Trató de ignorarlo, obligándose a continuar comiendo mientras esa energía extraña crecía dentro de ella, buscando una salida, buscando manifestarse de alguna manera. Fue entonces cuando sus ojos, sin rumbo fijo, se detuvieron en el vaso de vidrio con jugo de naranja que estaba frente a ella. Parecía ordinario, como cualquier otro vaso, pero algo en él no encajaba con la realidad que la rodeaba. El vaso, de alguna manera, le devolvía la mirada, como si fuera consciente de su presencia.
De repente, el vaso empezó a elevarse.
Astrid contuvo la respiración. El vaso flotaba suavemente por encima del mantel, girando en el aire como si hubiera sido arrancado de las leyes de la física por una mano invisible, una mano que parecía pertenecerle a ella. Sintió un escalofrío recorrerle la espalda. Su concentración se afiló, y el mundo exterior comenzó a desvanecerse. Los sonidos de su alrededor se apagaron, los movimientos de Sofía y Arthur se volvieron irrelevantes. Todo su ser estaba centrado en el objeto suspendido frente a ella.

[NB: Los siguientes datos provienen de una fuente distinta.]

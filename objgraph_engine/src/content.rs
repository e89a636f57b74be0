use crate::PersistError;
use anyhow::{anyhow, Context, Result};
use objgraph_types::types::{ContentValue, TypeName, TypeRef, TypeRegistry, Value};
use std::collections::HashMap;

/// The external content system: resolves named assets of the content family.
pub trait ContentLoader: Send + Sync {
    fn load_content(&self, ty: &TypeName, name: &str) -> Result<Value>;
}

/// Serves content values registered up front, keyed by their type and name.
#[derive(Default)]
pub struct InMemoryContentLoader {
    contents: HashMap<(TypeName, String), ContentValue>,
}

impl InMemoryContentLoader {
    pub fn new() -> Self {
        Self::default()
    }

    pub fn with(mut self, content: ContentValue) -> Self {
        self.insert(content);
        self
    }

    pub fn insert(&mut self, content: ContentValue) {
        let key = (content.ty.clone(), content.name.clone());
        self.contents.insert(key, content);
    }
}

impl ContentLoader for InMemoryContentLoader {
    fn load_content(&self, ty: &TypeName, name: &str) -> Result<Value> {
        let key = (ty.clone(), String::from(name));
        match self.contents.get(&key) {
            Some(content) => Ok(Value::Content(content.clone())),
            None => Err(anyhow!("No content '{name}' of type '{ty}'")),
        }
    }
}

/// Asks the loader for a named content instance and checks that it is what was asked for.
pub(crate) fn resolve(
    loader: &dyn ContentLoader,
    registry: &TypeRegistry,
    ty: &TypeName,
    name: &str,
) -> Result<Value> {
    let value = loader
        .load_content(ty, name)
        .with_context(|| format!("Content '{name}' could not be loaded"))?;
    let declared = TypeRef::Named(ty.clone());
    match &value {
        Value::Content(content)
            if content.name == name
                && registry.is_assignable(&TypeRef::Named(content.ty.clone()), &declared) =>
        {
            Ok(value)
        }
        _ => Err(PersistError::ValueMismatch {
            declared: registry.type_name(&declared),
            actual: format!("{value:?}"),
        }
        .into()),
    }
}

Un pensamiento cruzó su mente: un tornado.
El vaso respondió a esa idea. Giró lentamente, derramando pequeñas gotas de jugo sobre el mantel, las cuales se dispersaron como diminutas estrellas líquidas. Astrid no podía apartar los ojos de aquel espectáculo extraño y perturbador. Algo había despertado dentro de ella, algo poderoso y desconocido. El vaso, antes una simple herramienta de su día a día, ahora era el símbolo de una transformación que la asustaba tanto como la fascinaba.
Sofía giró la cabeza en dirección a Astrid. Sus ojos se abrieron en asombro al ver el vaso flotando. En su mirada se leía una mezcla de preocupación y sorpresa, pero no dijo nada de inmediato. Era como si intentara evaluar la situación, asegurándose de que lo que veía era real. Arthur, sin embargo, estaba absorto en sus propios pensamientos, y aunque tenía la vista fija en el mantel, no parecía registrar lo que sucedía frente a él.
Astrid intentó calmar su respiración, tratando de reconectarse con la realidad. ¿Esto era un don? ¿Un despertar? No había llegado ningún conocimiento innato a su mente, como había leído sobre los psíquicos. Todo era nuevo, sin guías ni explicaciones.
«Según lo que sé, no me llegó ninguna información a la cabeza.» —Observó cómo el vaso descendía lentamente, como si alguien hubiera soltado los hilos que lo mantenían flotando. El vaso tocó el mantel con suavidad, derramando lo poco que quedaba del jugo en su interior. Astrid aún sentía el ritmo acelerado de su corazón, el pulso de la nueva energía que ahora sabía que habitaba dentro de ella. ¿Cuánto cambiaría su vida a partir de este momento?
Sabía, sin lugar a dudas, que nada volvería a ser igual.